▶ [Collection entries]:
>>>>
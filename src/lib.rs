//! rPunchclock library root.
//! Exposes the CLI parser, the high-level run() function and the punch core.

pub mod cli;
pub mod config;
pub mod core;
pub mod db;
pub mod errors;
pub mod models;
pub mod store;
pub mod ui;
pub mod utils;

use clap::Parser;
use cli::parser::{Cli, Commands};
use config::Config;
use errors::AppResult;

/// Central command dispatcher
pub fn dispatch(cli: &Cli, cfg: &Config) -> AppResult<()> {
    match &cli.command {
        Commands::Init => cli::commands::init::handle(cli),
        Commands::Punch => cli::commands::punch::handle(cfg),
        Commands::Status => cli::commands::status::handle(cfg),
        Commands::List { .. } => cli::commands::list::handle(&cli.command, cfg),
        Commands::Schedule { .. } => cli::commands::schedule::handle(&cli.command, cfg),
        Commands::Watch { .. } => cli::commands::watch::handle(&cli.command, cfg),
        Commands::Config { .. } => cli::commands::config::handle(&cli.command, cfg),
        Commands::Log { .. } => cli::commands::log::handle(&cli.command, cfg),
    }
}

/// Entry point used by main.rs
pub fn run() -> AppResult<()> {
    let cli = Cli::parse();

    // load config once
    let mut cfg = Config::load();

    // command-line database override wins
    if let Some(custom_db) = &cli.db {
        cfg.database = custom_db.clone();
    }

    dispatch(&cli, &cfg)
}
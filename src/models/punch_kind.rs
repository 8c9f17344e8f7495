use serde::{Deserialize, Serialize};

/// The four punch states, in the order a working day cycles through them.
#[derive(Debug, Clone, Copy, PartialEq, Eq, Hash, Serialize, Deserialize)]
#[serde(rename_all = "SCREAMING_SNAKE_CASE")]
pub enum PunchKind {
    Entry,
    BreakStart,
    BreakEnd,
    Exit,
}

/// Display classification of a punch kind.
#[derive(Debug, Clone, Copy, PartialEq, Eq, Serialize, Deserialize)]
#[serde(rename_all = "lowercase")]
pub enum Category {
    Entry,
    Pause,
    Exit,
}

impl PunchKind {
    pub const CYCLE: [PunchKind; 4] = [
        PunchKind::Entry,
        PunchKind::BreakStart,
        PunchKind::BreakEnd,
        PunchKind::Exit,
    ];

    /// Kinds the scheduler may register on its own, in evaluation order.
    pub const AUTOMATIC: [PunchKind; 2] = [PunchKind::Entry, PunchKind::Exit];

    pub fn index(self) -> usize {
        match self {
            PunchKind::Entry => 0,
            PunchKind::BreakStart => 1,
            PunchKind::BreakEnd => 2,
            PunchKind::Exit => 3,
        }
    }

    pub fn successor(self) -> Self {
        Self::CYCLE[(self.index() + 1) % Self::CYCLE.len()]
    }

    pub fn category(self) -> Category {
        match self {
            PunchKind::Entry => Category::Entry,
            PunchKind::BreakStart | PunchKind::BreakEnd => Category::Pause,
            PunchKind::Exit => Category::Exit,
        }
    }

    /// Convert enum → stored string
    pub fn as_str(self) -> &'static str {
        match self {
            PunchKind::Entry => "ENTRY",
            PunchKind::BreakStart => "BREAK_START",
            PunchKind::BreakEnd => "BREAK_END",
            PunchKind::Exit => "EXIT",
        }
    }

    /// Upper-case label shown as the next required action.
    pub fn label(self) -> &'static str {
        match self {
            PunchKind::Entry => "ENTRY",
            PunchKind::BreakStart => "BREAK (START)",
            PunchKind::BreakEnd => "BREAK (END)",
            PunchKind::Exit => "EXIT",
        }
    }

    /// Label used in record listings.
    pub fn list_label(self) -> &'static str {
        match self {
            PunchKind::Entry => "Entry",
            PunchKind::BreakStart => "Break (start)",
            PunchKind::BreakEnd => "Break (end)",
            PunchKind::Exit => "Exit",
        }
    }
}

impl Category {
    pub fn as_str(self) -> &'static str {
        match self {
            Category::Entry => "entry",
            Category::Pause => "pause",
            Category::Exit => "exit",
        }
    }
}
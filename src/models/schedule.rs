use super::punch_kind::PunchKind;
use crate::utils::time::parse_time;
use chrono::NaiveTime;
use serde::{Deserialize, Serialize};

/// Configured time of day ("HH:MM") for each punch kind.
///
/// Values are kept as entered: a malformed time is never rejected here, it
/// simply never matches during automatic registration.
#[derive(Debug, Clone, PartialEq, Eq, Serialize, Deserialize)]
pub struct ScheduleConfig {
    #[serde(default = "default_entry")]
    pub entry: String,
    #[serde(default = "default_break_start")]
    pub break_start: String,
    #[serde(default = "default_break_end")]
    pub break_end: String,
    #[serde(default = "default_exit")]
    pub exit: String,
}

fn default_entry() -> String {
    "08:00".to_string()
}
fn default_break_start() -> String {
    "12:00".to_string()
}
fn default_break_end() -> String {
    "13:00".to_string()
}
fn default_exit() -> String {
    "17:00".to_string()
}

impl Default for ScheduleConfig {
    fn default() -> Self {
        Self {
            entry: default_entry(),
            break_start: default_break_start(),
            break_end: default_break_end(),
            exit: default_exit(),
        }
    }
}

impl ScheduleConfig {
    pub fn time_for(&self, kind: PunchKind) -> &str {
        match kind {
            PunchKind::Entry => &self.entry,
            PunchKind::BreakStart => &self.break_start,
            PunchKind::BreakEnd => &self.break_end,
            PunchKind::Exit => &self.exit,
        }
    }

    pub fn set_time(&mut self, kind: PunchKind, value: impl Into<String>) {
        let slot = match kind {
            PunchKind::Entry => &mut self.entry,
            PunchKind::BreakStart => &mut self.break_start,
            PunchKind::BreakEnd => &mut self.break_end,
            PunchKind::Exit => &mut self.exit,
        };
        *slot = value.into();
    }

    /// Parsed target time for `kind`, `None` when the stored value is malformed.
    pub fn target(&self, kind: PunchKind) -> Option<NaiveTime> {
        parse_time(self.time_for(kind))
    }
}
<<<<
▶ [What the task requires]:
Starting at the line with "pub fn target(&self, kind: PunchKind)", copy every line up to and including the last one in the entries above.

▶ [Task output]:
    pub fn target(&self, kind: PunchKind) -> Option<NaiveTime> {
        parse_time(self.time_for(kind))
    }
}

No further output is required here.